Tech and telecom firm Mitel Corp. will be paid a US$60-million termination fee after it decided to not match a rival offer
OTTAWA—A friendly Canadian takeover of California-based Polycom has been called off on amicable terms after Mitel Corp. decided it wouldn’t match a rival offer.
The two companies say Ottawa-based Mitel will receive a US$60 million termination fee from Polycom under an agreement announced in April, valued at the time at US$1.96 billion in cash and stock.
Since then, Mitel shares have dropped and the offer’s value has fallen to about US$11 per Polycom share from US$13.68 on April 15.

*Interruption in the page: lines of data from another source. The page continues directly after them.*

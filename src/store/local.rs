//! File-backed vector store
//!
//! One JSONL file per collection under the store directory. Every `upsert`
//! appends its records as a single write followed by `sync_data`, so a crash
//! can at worst leave one truncated trailing line, which is skipped on open.
//! Records are held in memory for search; later lines win on duplicate ids.

use async_trait::async_trait;
use std::collections::{BTreeSet, HashMap};
use std::path::{Path, PathBuf};
use std::sync::Arc;
use tokio::fs::{self, OpenOptions};
use tokio::io::AsyncWriteExt;
use tokio::sync::{Mutex, RwLock};
use tracing::{debug, info, warn};

use crate::errors::{RagError, Result};
use crate::store::graph::KnowledgeGraph;
use crate::store::marker::CompletionMarker;
use crate::store::{cosine_similarity, sort_by_score, ScoredChunk, StoredChunk, VectorStore};

/// Local JSONL vector store
pub struct LocalStore {
    collection: String,
    file_path: PathBuf,
    marker: CompletionMarker,
    records: RwLock<Vec<StoredChunk>>,
    write_lock: Mutex<()>,
    graph: RwLock<Option<Arc<KnowledgeGraph>>>,
}

impl LocalStore {
    /// Open (or create) `collection` under `dir`
    pub async fn open(dir: &Path, collection: &str) -> Result<Self> {
        if collection.is_empty()
            || collection.contains(['/', '\\'])
            || collection.starts_with('.')
        {
            return Err(RagError::StoreUnavailable(format!(
                "invalid collection name '{}'",
                collection
            )));
        }

        fs::create_dir_all(dir).await.map_err(|e| {
            RagError::StoreUnavailable(format!(
                "cannot create store directory {}: {}",
                dir.display(),
                e
            ))
        })?;

        let file_path = dir.join(format!("{}.jsonl", collection));
        let records = if fs::try_exists(&file_path).await.unwrap_or(false) {
            let raw = fs::read_to_string(&file_path).await.map_err(|e| {
                RagError::StoreUnavailable(format!(
                    "cannot read {}: {}",
                    file_path.display(),
                    e
                ))
            })?;
            parse_records(&raw, &file_path)
        } else {
            Vec::new()
        };

        info!(
            collection,
            path = %file_path.display(),
            records = records.len(),
            "Opened local store"
        );

        Ok(Self {
            collection: collection.to_string(),
            file_path,
            marker: CompletionMarker::new(dir, "local", collection),
            records: RwLock::new(records),
            write_lock: Mutex::new(()),
            graph: RwLock::new(None),
        })
    }

    /// Backing JSONL file
    pub fn file_path(&self) -> &Path {
        &self.file_path
    }
}

/// Parse JSONL content, last record wins per id
fn parse_records(raw: &str, path: &Path) -> Vec<StoredChunk> {
    let mut records: Vec<StoredChunk> = Vec::new();
    let mut positions: HashMap<String, usize> = HashMap::new();

    for (line_no, line) in raw.lines().enumerate() {
        if line.trim().is_empty() {
            continue;
        }
        match serde_json::from_str::<StoredChunk>(line) {
            Ok(record) => match positions.get(&record.id) {
                Some(&pos) => records[pos] = record,
                None => {
                    positions.insert(record.id.clone(), records.len());
                    records.push(record);
                }
            },
            Err(e) => warn!(
                path = %path.display(),
                line = line_no + 1,
                error = %e,
                "Skipping unreadable store record"
            ),
        }
    }

    records
}

#[async_trait]
impl VectorStore for LocalStore {
    fn backend(&self) -> &'static str {
        "local"
    }

    fn collection(&self) -> &str {
        &self.collection
    }

    async fn count(&self) -> Result<u64> {
        Ok(self.records.read().await.len() as u64)
    }

    async fn upsert(&self, chunks: Vec<StoredChunk>) -> Result<()> {
        if chunks.is_empty() {
            return Ok(());
        }

        let mut buffer = String::new();
        for chunk in &chunks {
            buffer.push_str(&serde_json::to_string(chunk)?);
            buffer.push('\n');
        }

        let _guard = self.write_lock.lock().await;

        let write = async {
            let mut file = OpenOptions::new()
                .create(true)
                .append(true)
                .open(&self.file_path)
                .await?;
            file.write_all(buffer.as_bytes()).await?;
            file.flush().await?;
            file.sync_data().await
        };
        write.await.map_err(|e| {
            RagError::StoreUnavailable(format!(
                "cannot write {}: {}",
                self.file_path.display(),
                e
            ))
        })?;

        let written = chunks.len();
        {
            let mut records = self.records.write().await;
            for chunk in chunks {
                match records.iter().position(|r| r.id == chunk.id) {
                    Some(pos) => records[pos] = chunk,
                    None => records.push(chunk),
                }
            }
        }
        *self.graph.write().await = None;

        debug!(collection = %self.collection, written, "Appended records");
        Ok(())
    }

    async fn search(&self, embedding: &[f32], limit: usize) -> Result<Vec<ScoredChunk>> {
        if limit == 0 {
            return Ok(Vec::new());
        }

        let records = self.records.read().await;
        let mut results: Vec<ScoredChunk> = records
            .iter()
            .map(|chunk| ScoredChunk {
                score: cosine_similarity(embedding, &chunk.embedding),
                chunk: chunk.clone(),
            })
            .collect();

        sort_by_score(&mut results);
        results.truncate(limit);
        Ok(results)
    }

    async fn sources(&self) -> Result<BTreeSet<String>> {
        let records = self.records.read().await;
        Ok(records.iter().map(|r| r.source.clone()).collect())
    }

    async fn is_complete(&self) -> Result<bool> {
        self.marker.is_set().await
    }

    async fn set_complete(&self, complete: bool) -> Result<()> {
        self.marker.set(complete).await
    }

    async fn graph(&self) -> Result<Option<Arc<KnowledgeGraph>>> {
        if let Some(graph) = self.graph.read().await.as_ref() {
            return Ok(Some(Arc::clone(graph)));
        }

        let snapshot = self.records.read().await.clone();
        let graph = Arc::new(KnowledgeGraph::build(snapshot));
        debug!(
            entities = graph.entity_count(),
            communities = graph.communities().len(),
            "Built knowledge graph"
        );

        *self.graph.write().await = Some(Arc::clone(&graph));
        Ok(Some(graph))
    }
}

#[cfg(test)]
mod tests {
    use super::*;
    use tempfile::TempDir;

    fn chunk(id: &str, text: &str, embedding: Vec<f32>) -> StoredChunk {
        StoredChunk {
            id: id.to_string(),
            document_id: "doc".to_string(),
            source: format!("{}.txt", text),
            chunk_index: 0,
            text: text.to_string(),
            embedding,
            metadata: HashMap::new(),
        }
    }

    #[tokio::test]
    async fn test_fresh_store_is_empty() {
        let dir = TempDir::new().unwrap();
        let store = LocalStore::open(dir.path(), "fresh").await.unwrap();
        assert_eq!(store.count().await.unwrap(), 0);
        assert_eq!(store.backend(), "local");
        assert_eq!(store.collection(), "fresh");
    }

    #[tokio::test]
    async fn test_records_survive_reopen() {
        let dir = TempDir::new().unwrap();
        {
            let store = LocalStore::open(dir.path(), "c").await.unwrap();
            store
                .upsert(vec![
                    chunk("a", "first", vec![1.0, 0.0]),
                    chunk("b", "second", vec![0.0, 1.0]),
                ])
                .await
                .unwrap();
        }

        let reopened = LocalStore::open(dir.path(), "c").await.unwrap();
        assert_eq!(reopened.count().await.unwrap(), 2);
    }

    #[tokio::test]
    async fn test_upsert_replaces_same_id() {
        let dir = TempDir::new().unwrap();
        let store = LocalStore::open(dir.path(), "c").await.unwrap();
        store.upsert(vec![chunk("a", "old", vec![1.0])]).await.unwrap();
        store.upsert(vec![chunk("a", "new", vec![1.0])]).await.unwrap();
        assert_eq!(store.count().await.unwrap(), 1);

        let reopened = LocalStore::open(dir.path(), "c").await.unwrap();
        let hits = reopened.search(&[1.0], 5).await.unwrap();
        assert_eq!(hits.len(), 1);
        assert_eq!(hits[0].chunk.text, "new");
    }

    #[tokio::test]
    async fn test_truncated_trailing_line_is_skipped() {
        let dir = TempDir::new().unwrap();
        let store = LocalStore::open(dir.path(), "c").await.unwrap();
        store.upsert(vec![chunk("a", "kept", vec![1.0])]).await.unwrap();

        let mut raw = std::fs::read_to_string(store.file_path()).unwrap();
        raw.push_str("{\"id\":\"b\",\"text\":\"cut");
        std::fs::write(store.file_path(), raw).unwrap();

        let reopened = LocalStore::open(dir.path(), "c").await.unwrap();
        assert_eq!(reopened.count().await.unwrap(), 1);
    }

    #[tokio::test]
    async fn test_search_orders_by_similarity() {
        let dir = TempDir::new().unwrap();
        let store = LocalStore::open(dir.path(), "c").await.unwrap();
        store
            .upsert(vec![
                chunk("far", "far", vec![0.0, 1.0]),
                chunk("near", "near", vec![1.0, 0.1]),
                chunk("mid", "mid", vec![1.0, 1.0]),
            ])
            .await
            .unwrap();

        let hits = store.search(&[1.0, 0.0], 2).await.unwrap();
        let ids: Vec<&str> = hits.iter().map(|h| h.chunk.id.as_str()).collect();
        assert_eq!(ids, vec!["near", "mid"]);
        assert!(hits[0].score > hits[1].score);
    }

    #[tokio::test]
    async fn test_sources_and_completion_survive_reopen() {
        let dir = TempDir::new().unwrap();
        {
            let store = LocalStore::open(dir.path(), "c").await.unwrap();
            store
                .upsert(vec![
                    chunk("a", "first", vec![1.0]),
                    chunk("b", "first", vec![1.0]),
                    chunk("c", "second", vec![1.0]),
                ])
                .await
                .unwrap();
            assert!(!store.is_complete().await.unwrap());
            store.set_complete(true).await.unwrap();
        }

        let reopened = LocalStore::open(dir.path(), "c").await.unwrap();
        let sources: Vec<String> = reopened.sources().await.unwrap().into_iter().collect();
        assert_eq!(sources, vec!["first.txt", "second.txt"]);
        assert!(reopened.is_complete().await.unwrap());

        // Another collection in the same directory has its own marker
        let other = LocalStore::open(dir.path(), "other").await.unwrap();
        assert!(!other.is_complete().await.unwrap());
    }

    #[tokio::test]
    async fn test_invalid_collection_name_is_rejected() {
        let dir = TempDir::new().unwrap();
        let result = LocalStore::open(dir.path(), "../escape").await;
        assert!(matches!(result, Err(RagError::StoreUnavailable(_))));
    }
}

Polycom has now decided to support a rival takeover offer from Siris Capital Group LLC, which is offering US$12.50 per share in cash—a deal valued at US$2 billion, or about 13.6 per cent above the recent value of Mitel’s bid.
The Mitel-Polycom deal would have combined two companies with global expertise in video conferencing technology and workforce collaboration tools.
Under the new deal, Polycom will be acquired by a private equity company that invests primarily in North American technology businesses. Siris has given Polycom shareholders until July 15 to accept its offer, subject to regulatory approvals.
Ottawa-based Mitel is an enterprise and mobile communications technology and services company.